PP4REE 2016 - - Workshop on Parallel Programming for Resilience and Energy Efficiency

About
Program

Nowadays, the number of components in High Performance Computing (HPC) systems increases at the pace dictated by Moore’s Law, but the mean time between failures (MTBF) for the complete system is significantly shrinking. For example, when accounting for the instruction & data caches and register files, the mean time between soft errors for the Sequoia supercomputer at Lawrence Livermore National Laboratory is estimated to be 1.5 days. As HPC systems move into the Exascale era, the number of system components will increase by up to three orders of magnitude, and MTBF will further deteriorate, thus promoting resilience into a fundamental challenge. This scenario renders current system solutions to resilience, such as coordinated checkpointing, unfeasible, and motivates the use of algorithmic, programming model, or runtime system approaches to improve the resilience of parallel applications at scale.

While a resilience crisis is looming in the HPC domain, the end of Dennard scaling (i.e., the ability to shrink the feature size of integrated circuits while maintaining a constant power density) has pushed energy consumption into a primary design principle, in par with performance, for which holistic solutions are currently necessary, from the hardware to the application software. The Green500 ranking, based on the LINPACK benchmark, shows remarkable improvements in the MFLOPS/W (millions of floating-point arithmetic operations per Joule) of recent HPC facilities. However, with the cost of 1 MW being close to $1 million, any improvement on this metric will surely have an enormous positive impact on the deployment of future Exascale systems. Despite a flurry of research in recent years on techniques that improve the energy-efficiency of HPC systems via software intervention, energy remains transparent to existing parallel programming models used in production settings.

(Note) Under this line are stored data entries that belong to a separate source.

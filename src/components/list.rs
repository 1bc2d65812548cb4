//! Stepping through a pulled list one element at a time.
//!
//! [`ListExtractor`] returns the next element of `Coordinates` on every pull
//! of `NextCoordinate`, wrapping around at the end. [`ListGate`] pushes the
//! current element on `Coordinate` for each matching `ButtonEvent` and then
//! advances; its `NextCoordinate` pull output peeks at the current element
//! without advancing.

use super::ButtonFilter;
use crate::config::SubgraphConfig;
use crate::dataflow::{BuildContext, Component, ComponentCore, ComponentFactory, Construct, DataflowError, DataflowResult};
use crate::measurement::{Button, Measurement, Payload, Pose, Position, Position2D};
use parking_lot::Mutex;
use std::marker::PhantomData;
use std::sync::Arc;

pub(crate) fn register(factory: &mut ComponentFactory) {
    factory.register::<ListExtractor<Position>>("3DPointCloudExtractor");
    factory.register::<ListExtractor<Position2D>>("2DPointCloudExtractor");
    factory.register::<ListExtractor<Pose>>("PoseCloudExtractor");

    factory.register::<ListGate<Position>>("3DPointCloudGate");
    factory.register::<ListGate<Position2D>>("2DPointCloudGate");
    factory.register::<ListGate<Pose>>("PoseCloudGate");
}

fn element<T: Clone>(list: &[T], index: usize) -> DataflowResult<T> {
    list.get(index).cloned().ok_or_else(|| {
        DataflowError::NoData(format!("no element {} in a list of {}", index, list.len()))
    })
}

pub struct ListExtractor<T> {
    core: ComponentCore,
    _payload: PhantomData<fn() -> T>,
}

impl<T: Payload> Construct for ListExtractor<T> {
    fn construct(config: &SubgraphConfig, ctx: &BuildContext) -> DataflowResult<Self> {
        let mut core = ComponentCore::new(config, ctx);
        let list = core.pull_consumer::<Vec<T>>("Coordinates")?;
        let counter = Mutex::new(0usize);
        core.pull_supplier::<T, _>("NextCoordinate", move |t| {
            let list = list.get(t)?;
            let items = list.value()?;
            let mut counter = counter.lock();
            if *counter >= items.len() {
                *counter = 0;
            }
            tracing::debug!("Current counter: {}, wrap around at: {}", *counter, items.len());
            let item = element(items, *counter)?;
            *counter += 1;
            Ok(Measurement::new(t, item))
        })?;
        Ok(Self {
            core,
            _payload: PhantomData,
        })
    }
}

impl<T: Payload> Component for ListExtractor<T> {
    fn core(&self) -> &ComponentCore {
        &self.core
    }
}

pub struct ListGate<T> {
    core: ComponentCore,
    _payload: PhantomData<fn() -> T>,
}

impl<T: Payload> Construct for ListGate<T> {
    fn construct(config: &SubgraphConfig, ctx: &BuildContext) -> DataflowResult<Self> {
        let filter = ButtonFilter::from_config(config, "event", ' ');
        let index = Arc::new(Mutex::new(0usize));

        let mut core = ComponentCore::new(config, ctx);
        let list = core.pull_consumer::<Vec<T>>("Coordinates")?;
        let output = core.push_supplier::<T>("Coordinate")?;

        let gate_list = list.clone();
        let gate_index = index.clone();
        core.push_consumer::<Button, _>("ButtonEvent", move |button| {
            if !filter.matches(*button.value()?) {
                return Ok(());
            }
            let list = gate_list.get(button.time())?;
            let items = list.value()?;
            let item = {
                let mut index = gate_index.lock();
                let item = element(items, *index)?;
                *index += 1;
                if *index >= items.len() {
                    tracing::debug!("List gate wrapping around");
                    *index = 0;
                }
                item
            };
            output.send(Measurement::new(button.time(), item));
            Ok(())
        })?;

        core.pull_supplier::<T, _>("NextCoordinate", move |t| {
            let list = list.get(t)?;
            let index = *index.lock();
            match list.value()?.get(index) {
                Some(item) => Ok(Measurement::new(t, item.clone())),
                None => Ok(Measurement::invalid(t)),
            }
        })?;
        Ok(Self {
            core,
            _payload: PhantomData,
        })
    }
}

impl<T: Payload> Component for ListGate<T> {
    fn core(&self) -> &ComponentCore {
        &self.core
    }
}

The quest for higher energy-efficiency in future HPC systems is inherently connected to the quest for enhanced resilience for two reasons: First, resilience techniques have a non-trivial energy cost. Second, ongoing efforts to further improve the energy-efficiency of hardware at the device level (such as operating hardware below its nominal margins or replacing DDR technology with non-volatile memory technologies) may compromise hardware reliability.

Accepted Papers

	Title
	AcHEe: A Benchmark Suite at the Meeting Point of Heterogeneous and Approximate Computing PP4REE Panos Koutsovasilis, Christos Kalogirou, Christos Konstantas, Manolis Maroudas, Michalis Spyrou, Christos Antonopoulos
	Distributed Coordinated Checkpoints with Replication for Automatic Recovery PP4REE Jorge Villamayor, Dolores Rexachs, Emilio Luque
	Exploring the Interplay of Resilience and Energy Consumption for a Task-Based Partial Differential Equations Preconditioner PP4REE Francesco Rizzi, Karla Morris, Khachik Sargsyan, Paul Mycek, Cosmin Safta, Olivier Le Maître, Omar Knio, Bert Debusschere
	On the Energy Costs of Fault Tolerance for Matrix Multiplication on Low-Power Multicore Architectures PP4REE Sandra Catalán, José R. Herrero, Enrique S. Quintana-Orti, Rafael Rodríguez-Sánchez, Tyler M. Smith, Robert van de Geijn

Call for Papers

The purpose of this workshop is to explore the space of techniques for improving the resilience and energy-efficiency (REE) of parallel programs at the algorithmic and language levels. We are particularly interested in papers that present cross-cutting techniques that trade energy-efficiency with resilience. We solicit original papers that include but are not limited to the following topics:

Programming languages, interfaces, and general software techniques for REE.
Scheduling and mapping for REE.
Run-times for REE.
Algorithmic techniques for REE.
Programming models for computing paradigms that improve REE, such as near-threshold computing, approximate computing, or neuromorphic computing.
Applications and cases studies of success.

Submissions

Papers should not exceed ten single-space double-column pages (including figures, tables and references) using a 10-point font on 8.5x11-inch pages. We suggest to use IEEE two-column template for conference proceedings. Submissions will be judged based on correctness, originality, technical strength, significance, presentation, quality and appropriateness. Submitted papers should not have appeared in or be under consideration for another venue. A full peer-process will be followed with each paper being reviewed by at least 3 members of the program committee. Submissions will be made through EasyChair.

Special Issue

Extended versions of best papers will appear, after an additional review process, in a special issue of Elsevier Parallel Computing journal.

Time Zone

The program is currently displayed in (GMT) Belfast.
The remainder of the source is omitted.